I just don't agree with their ability to charge an account that no longer was open....AND...charge me over the limit fees (which I've since gotten them to dismiss) AND 20 % interest on $3,000 on what WAS a 1,000 limited card that I never charged to begin with!!! (Does that make any sense?)
Anyway... I've planned on paying them back... I would like to negotiate a plan to pay off over time with little or no interest, since this was their mistake after all, which they have admitted.
Does anyone know of any laws, regs, techniques, etc. I can use to negotiate this?
Would also still be interested in hearing of any similar cases where the little guy actually came out on top....I mean..other than in Hollywood!
Thanks J !!



Senior Member
Simple answer.... you knowingly deposited the erroneous check. That makes you guilty of fraud.

You now want them to give you repayment terms to pay back the money that you fraudulently accepted from them.... and you want no-interest terms!!!!

Give me a break!!!

When you got the check, you should have put that money aside for when it would have to be repaid. You could then at least keep the small amount of interest it had accrued in your account.
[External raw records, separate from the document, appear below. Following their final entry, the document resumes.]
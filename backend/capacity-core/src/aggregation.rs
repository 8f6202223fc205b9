// src/aggregation.rs
//! Availability vs workload sums over user-selected months.
//!
//! Every path here reads borrowed snapshots only; nothing is cached or
//! mutated between calls, so two identical requests yield identical results.
use chrono::NaiveDate;
use serde::Serialize;
use std::collections::BTreeMap;
use tracing::{debug, info};

use crate::calendar::{week_range, WeekRange};
use crate::error::CapacityError;
use crate::matching::{match_production, select_rows, ProductionTable, PART_CASCADE};
use crate::models::{normalize_key, AvailabilityRecord, LookupMap, ProductionRow};
use crate::months::{parse_month_tokens, working_days, MonthRange};
use crate::proration::Proration;

/// Immutable views of the source tables for one computation.
#[derive(Debug, Clone, Copy)]
pub struct SourceTables<'a> {
    pub availability: &'a [AvailabilityRecord],
    pub production: &'a ProductionTable,
    pub production_rows: &'a [ProductionRow],
    pub departments: &'a LookupMap,
    pub display_names: &'a LookupMap,
}

// --- Result Types ---

#[derive(Debug, Clone, PartialEq, Serialize)]
pub struct WeeklyAvailability {
    pub week_number: u32,
    pub iso_year: i32,
    pub hours: f64,
    pub start_date: NaiveDate,
    pub end_date: NaiveDate,
    pub prorated_hours: f64,
    pub load_hours: f64,
    pub prorated_load_hours: f64,
}

#[derive(Debug, Clone, PartialEq, Serialize)]
pub struct AvailabilityResult {
    pub device_id: String,
    pub month: String,
    pub working_days_in_month: u32,
    pub weekly: Vec<WeeklyAvailability>,
    /// Prorated or full hours, depending on `prorated`.
    pub monthly_hours_sum: f64,
    pub prorated: bool,
    pub monthly_hours_full_sum: f64,
    pub monthly_hours_prorated_sum: f64,
    pub monthly_load_full_sum: f64,
    pub monthly_load_prorated_sum: f64,
    pub shortage_full: f64,
    pub shortage_prorated: f64,
}

#[derive(Debug, Clone, PartialEq, Serialize)]
pub struct DeviceAggregate {
    pub device_id: String,
    pub display_name: Option<String>,
    pub department: Option<String>,
    pub monthly_hours_full_sum: f64,
    pub monthly_hours_prorated_sum: f64,
    pub monthly_load_full_sum: f64,
    pub monthly_load_prorated_sum: f64,
    pub shortage_full: f64,
    pub shortage_prorated: f64,
}

#[derive(Debug, Clone, PartialEq, Serialize)]
pub struct DevicePartLoad {
    pub part_number: String,
    pub week: u32,
    pub year: i32,
    pub praca_tpz: f64,
    pub order_id: Option<String>,
}

// --- Per-Week Step ---

/// One availability row restricted to the selected months.
#[derive(Debug, Clone, Copy, PartialEq)]
pub struct WeeklyContribution {
    pub hours: f64,
    pub prorated_hours: f64,
    pub load_hours: f64,
    pub prorated_load_hours: f64,
}

/// Returns `None` for rows with an invalid ISO week or no business-day overlap.
fn weekly_contribution(
    row: &AvailabilityRecord,
    months: &[MonthRange],
    production: &ProductionTable,
) -> Option<(WeekRange, WeeklyContribution)> {
    let week = match week_range(row.year, row.week) {
        Ok(week) => week,
        Err(e) => {
            debug!("Skipping availability row for '{}': {}", row.device, e);
            return None;
        }
    };
    let proration = Proration::for_week(&week, months);
    if proration.is_excluded() {
        return None;
    }
    let load_hours = match_production(&row.device, row.year, row.week, production);
    Some((
        week,
        WeeklyContribution {
            hours: row.hours,
            prorated_hours: proration.apply(row.hours),
            load_hours,
            // Load uses the same ratio as availability.
            prorated_load_hours: proration.apply(load_hours),
        },
    ))
}

#[derive(Debug, Clone, Copy, Default, PartialEq)]
struct Totals {
    hours_full: f64,
    hours_prorated: f64,
    load_full: f64,
    load_prorated: f64,
}

impl Totals {
    fn add(&mut self, c: &WeeklyContribution) {
        self.hours_full += c.hours;
        self.hours_prorated += c.prorated_hours;
        self.load_full += c.load_hours;
        self.load_prorated += c.prorated_load_hours;
    }

    fn shortage_full(&self) -> f64 {
        self.hours_full - self.load_full
    }

    fn shortage_prorated(&self) -> f64 {
        self.hours_prorated - self.load_prorated
    }
}

// --- Operations ---

/// Weekly availability and workload of one device over the selected months.
pub fn compute_availability<S: AsRef<str>>(
    tables: SourceTables<'_>,
    device_id: &str,
    month_tokens: &[S],
    prorate: bool,
) -> Result<AvailabilityResult, CapacityError> {
    let months = parse_month_tokens(month_tokens)?;
    let device_key = normalize_key(device_id);

    let rows: Vec<&AvailabilityRecord> = tables
        .availability
        .iter()
        .filter(|r| normalize_key(&r.device) == device_key)
        .collect();
    if rows.is_empty() {
        return Err(CapacityError::NotFound(format!("device '{}'", device_id)));
    }

    let mut totals = Totals::default();
    let mut weekly = Vec::new();
    for row in rows {
        if let Some((week, c)) = weekly_contribution(row, &months, tables.production) {
            totals.add(&c);
            weekly.push(WeeklyAvailability {
                week_number: row.week,
                iso_year: row.year,
                hours: c.hours,
                start_date: week.start,
                end_date: week.end,
                prorated_hours: c.prorated_hours,
                load_hours: c.load_hours,
                prorated_load_hours: c.prorated_load_hours,
            });
        }
    }
    if weekly.is_empty() {
        return Err(CapacityError::NotFound(format!(
            "no weekly data for device '{}' in the selected months",
            device_id
        )));
    }

    info!(
        "Availability for '{}' over {} month(s): {} week(s), {:.1}h available, {:.1}h load",
        device_id,
        months.len(),
        weekly.len(),
        totals.hours_full,
        totals.load_full
    );

    Ok(AvailabilityResult {
        device_id: device_id.to_string(),
        month: month_tokens
            .iter()
            .map(|t| t.as_ref())
            .collect::<Vec<_>>()
            .join(","),
        working_days_in_month: working_days(&months),
        weekly,
        monthly_hours_sum: if prorate {
            totals.hours_prorated
        } else {
            totals.hours_full
        },
        prorated: prorate,
        monthly_hours_full_sum: totals.hours_full,
        monthly_hours_prorated_sum: totals.hours_prorated,
        monthly_load_full_sum: totals.load_full,
        monthly_load_prorated_sum: totals.load_prorated,
        shortage_full: totals.shortage_full(),
        shortage_prorated: totals.shortage_prorated(),
    })
}

/// Per-device sums for every device with data in the selected months,
/// most negative `shortage_prorated` first.
pub fn compute_device_aggregates<S: AsRef<str>>(
    tables: SourceTables<'_>,
    month_tokens: &[S],
) -> Result<Vec<DeviceAggregate>, CapacityError> {
    let months = parse_month_tokens(month_tokens)?;

    let mut by_device: BTreeMap<&str, Vec<&AvailabilityRecord>> = BTreeMap::new();
    for row in tables.availability {
        by_device.entry(row.device.as_str()).or_default().push(row);
    }

    let mut results = Vec::new();
    for (device, rows) in by_device {
        let mut totals = Totals::default();
        let mut weeks = 0usize;
        for row in rows {
            if let Some((_, c)) = weekly_contribution(row, &months, tables.production) {
                totals.add(&c);
                weeks += 1;
            }
        }
        if weeks == 0 {
            continue;
        }
        results.push(DeviceAggregate {
            device_id: device.to_string(),
            display_name: tables.display_names.get_exact(device).map(str::to_string),
            department: tables
                .departments
                .get_exact_or_contains(device)
                .map(str::to_string),
            monthly_hours_full_sum: totals.hours_full,
            monthly_hours_prorated_sum: totals.hours_prorated,
            monthly_load_full_sum: totals.load_full,
            monthly_load_prorated_sum: totals.load_prorated,
            shortage_full: totals.shortage_full(),
            shortage_prorated: totals.shortage_prorated(),
        });
    }

    results.sort_by(|a, b| a.shortage_prorated.total_cmp(&b.shortage_prorated));
    info!(
        "Aggregated {} device(s) over {} month(s)",
        results.len(),
        months.len()
    );
    Ok(results)
}

/// Raw production rows of a device (exact, contains, then digits-only group
/// match) whose ISO week touches any selected month.
pub fn device_parts<S: AsRef<str>>(
    tables: SourceTables<'_>,
    device_id: &str,
    month_tokens: &[S],
) -> Result<Vec<DevicePartLoad>, CapacityError> {
    let months = parse_month_tokens(month_tokens)?;
    let (strategy, rows) = select_rows(
        device_id,
        tables.production_rows,
        |r| r.group.as_str(),
        PART_CASCADE,
    );

    let mut parts = Vec::new();
    for row in rows {
        let week = match week_range(row.year, row.week) {
            Ok(week) => week,
            Err(e) => {
                debug!("Skipping production row for '{}': {}", row.group, e);
                continue;
            }
        };
        let touches_month = months
            .iter()
            .any(|m| week.end >= m.first_day && week.start <= m.last_day);
        if !touches_month {
            continue;
        }
        parts.push(DevicePartLoad {
            part_number: row.part_number.clone().unwrap_or_default(),
            week: row.week,
            year: row.year,
            praca_tpz: row.praca_tpz,
            order_id: row.order_id.clone(),
        });
    }
    parts.sort_by_key(|p| (p.year, p.week));

    info!(
        "Device parts for '{}' (match: {:?}): {} row(s)",
        device_id,
        strategy,
        parts.len()
    );
    Ok(parts)
}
Send them the FULL amount now.... and the next knock on the door might NOT be a sheriff with a warrant or a notice of lawsuit!
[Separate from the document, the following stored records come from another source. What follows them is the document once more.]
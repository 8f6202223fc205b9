// src/names.rs
//! Builds the `group,names` display-name table from a machine register export.
use std::collections::{BTreeMap, BTreeSet};
use std::fs;
use std::path::Path;
use tracing::{info, warn};

use crate::error::{io_context, CapacityError};
use crate::ingest::normalize_header;

const EXCLUDED_NAMES: [&str; 2] = ["nan", "none"];

/// Group and device-name columns, by substring of the normalized header.
fn find_columns(headers: &[String]) -> (Option<usize>, Option<usize>) {
    let group = headers
        .iter()
        .position(|h| h.contains("grupa") && h.contains("zasob"))
        .or_else(|| headers.iter().position(|h| h.contains("grupa")))
        .or_else(|| headers.iter().position(|h| h == "group"));
    let name = headers
        .iter()
        .position(|h| h.contains("nazwa") && h.contains("urz"))
        .or_else(|| {
            headers
                .iter()
                .position(|h| h.contains("nazwa") || h.contains("urz"))
        })
        .or_else(|| headers.iter().position(|h| h == "name"));
    (group, name)
}

/// Group -> `;`-joined sorted unique names. Empty when no group column exists.
pub fn merge_names(bytes: &[u8], delimiter: u8) -> Result<BTreeMap<String, String>, CapacityError> {
    let mut rdr = csv::ReaderBuilder::new()
        .delimiter(delimiter)
        .flexible(true)
        .trim(csv::Trim::All)
        .from_reader(bytes);
    let headers: Vec<String> = rdr
        .byte_headers()?
        .iter()
        .map(|h| normalize_header(&String::from_utf8_lossy(h)))
        .collect();
    let (group_idx, name_idx) = find_columns(&headers);
    let Some(group_idx) = group_idx else {
        warn!("No resource group column among {:?}", headers);
        return Ok(BTreeMap::new());
    };

    let mut groups: BTreeMap<String, BTreeSet<String>> = BTreeMap::new();
    for result in rdr.byte_records() {
        let Ok(record) = result else { continue };
        let field = |idx: usize| {
            record
                .get(idx)
                .map(|b| String::from_utf8_lossy(b).trim().to_string())
                .unwrap_or_default()
        };
        let group = field(group_idx);
        if group.is_empty() {
            continue;
        }
        let names = groups.entry(group).or_default();
        if let Some(idx) = name_idx {
            let name = field(idx);
            if !name.is_empty() && !EXCLUDED_NAMES.contains(&name.to_lowercase().as_str()) {
                names.insert(name);
            }
        }
    }

    Ok(groups
        .into_iter()
        .map(|(group, names)| (group, names.into_iter().collect::<Vec<_>>().join(";")))
        .collect())
}

fn write_table(
    output: &Path,
    merged: &BTreeMap<String, String>,
    delimiter: u8,
) -> Result<(), CapacityError> {
    // Read back with the same delimiter as every other source table.
    let mut wtr = csv::WriterBuilder::new()
        .delimiter(delimiter)
        .from_path(output)?;
    wtr.write_record(["group", "names"])?;
    for (group, names) in merged {
        wtr.write_record([group.as_str(), names.as_str()])?;
    }
    wtr.flush()
        .map_err(|e| io_context(e, format!("Failed to flush {:?}", output)))?;
    Ok(())
}

/// Always leaves a `group,names` CSV at `output`; returns the group count.
pub fn merge_names_file(input: &Path, output: &Path, delimiter: u8) -> Result<usize, CapacityError> {
    let merged = if input.is_file() {
        let bytes = fs::read(input)
            .map_err(|e| io_context(e, format!("Failed to read {:?}", input)))?;
        merge_names(&bytes, delimiter)?
    } else {
        warn!("Name register {:?} not found; writing an empty table", input);
        BTreeMap::new()
    };
    write_table(output, &merged, delimiter)?;
    info!("Wrote {} group(s) to {:?}", merged.len(), output);
    Ok(merged.len())
}

#[cfg(test)]
mod tests {
    use super::*;
    use std::path::PathBuf;

    fn scratch_file(name: &str) -> PathBuf {
        std::env::temp_dir().join(format!("capacity-names-{}-{}", std::process::id(), name))
    }

    #[test]
    fn names_are_grouped_sorted_and_deduplicated() {
        let csv = "Grupa Zasobów,NazwaUrz.\n100,B\n100,A\n100,B\n200,C\n100,nan\n";
        let merged = merge_names(csv.as_bytes(), b',').unwrap();
        assert_eq!(merged.len(), 2);
        assert_eq!(merged["100"], "A;B");
        assert_eq!(merged["200"], "C");
    }

    #[test]
    fn misnamed_columns_are_still_found() {
        let csv = "GRUPA ZASOBOW,NAZWA_URZ\n100,\n100,2\n200,3\n";
        let merged = merge_names(csv.as_bytes(), b',').unwrap();
        assert_eq!(merged["100"], "2");
        assert_eq!(merged["200"], "3");
    }

    #[test]
    fn groups_without_names_are_kept_empty() {
        let csv = "grupa;inne\n100;x\n";
        let merged = merge_names(csv.as_bytes(), b';').unwrap();
        assert_eq!(merged["100"], "");
    }

    #[test]
    fn missing_group_column_yields_empty_table() {
        let merged = merge_names(b"kolumna,nazwa\n1,2\n", b',').unwrap();
        assert!(merged.is_empty());
    }

    #[test]
    fn missing_input_writes_header_only_csv() {
        let output = scratch_file("empty.csv");
        let groups = merge_names_file(&scratch_file("nosuch.csv"), &output, b',').unwrap();
        assert_eq!(groups, 0);
        assert_eq!(fs::read_to_string(&output).unwrap(), "group,names\n");
    }

    #[test]
    fn merged_file_round_trips_through_display_name_parser() {
        let input = scratch_file("register.csv");
        let output = scratch_file("merged.csv");
        fs::write(&input, "Grupa zasobów,Nazwa urządzenia\n10243,Tokarka B\n10243,Tokarka A\n").unwrap();
        merge_names_file(&input, &output, b',').unwrap();

        let bytes = fs::read(&output).unwrap();
        let map = crate::ingest::parse_lookup(
            &bytes,
            crate::ingest::SourceTable::DisplayNames,
            &crate::ingest::ColumnAliases::default().display_names,
            b',',
        )
        .unwrap();
        assert_eq!(map.get_exact("10243"), Some("Tokarka A;Tokarka B"));
    }

    #[test]
    fn semicolon_delimited_table_round_trips_through_display_name_parser() {
        let input = scratch_file("register-semicolon.csv");
        let output = scratch_file("merged-semicolon.csv");
        fs::write(&input, "Grupa zasobów;Nazwa urządzenia\n10243;Tokarka A\n10250;Frezarka\n").unwrap();
        merge_names_file(&input, &output, b';').unwrap();
        assert!(fs::read_to_string(&output).unwrap().starts_with("group;names\n"));

        let bytes = fs::read(&output).unwrap();
        let map = crate::ingest::parse_lookup(
            &bytes,
            crate::ingest::SourceTable::DisplayNames,
            &crate::ingest::ColumnAliases::default().display_names,
            b';',
        )
        .unwrap();
        assert_eq!(map.get_exact("10243"), Some("Tokarka A"));
        assert_eq!(map.get_exact("10250"), Some("Frezarka"));
    }

    #[test]
    fn joined_names_are_quoted_under_semicolon_delimiter() {
        let input = scratch_file("register-joined.csv");
        let output = scratch_file("merged-joined.csv");
        fs::write(&input, "grupa;nazwa urz\n10243;Tokarka B\n10243;Tokarka A\n").unwrap();
        merge_names_file(&input, &output, b';').unwrap();
        assert_eq!(
            fs::read_to_string(&output).unwrap(),
            "group;names\n10243;\"Tokarka A;Tokarka B\"\n"
        );

        let bytes = fs::read(&output).unwrap();
        let map = crate::ingest::parse_lookup(
            &bytes,
            crate::ingest::SourceTable::DisplayNames,
            &crate::ingest::ColumnAliases::default().display_names,
            b';',
        )
        .unwrap();
        assert_eq!(map.get_exact("10243"), Some("Tokarka A;Tokarka B"));
    }
}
Would you have been this 'understanding' if the bank had made an error and CHARGED you $3000??

However, in seriousness, you might enjoy reading the following (but remember this does NOT apply to you since you obviously were intent on fraud!):


Yes, I had seen that guys story before!
Points well taken, although I didn't look at it as intentionally defrauding anyone... I honestly didn't know how much the check would be...I suspected it was a bit more than it should have been, but hey..the bank surely knows what it's doing and double checks the accuracy of their outgoing checks...right??!! ;-)

As far as getting better terms goes...I understand your point, but still disagree... This was THEIR mistake after all, so why should I be penalized any more than a reasonable interest rate... and why should they actually profit more from their mistake?

Ok, ok...granted..it was MY mistake for cashing the check without making sure they were doing their job right.

Thanks for the input... again, I'm still looking for helpful advice from folks on negotiating with banks...whether you agree with me or not, it never hurts to try and make the most out of a situation like this, or at least lessen the pain.

I'll update this thread when I've reached an agreement with them, good or bad.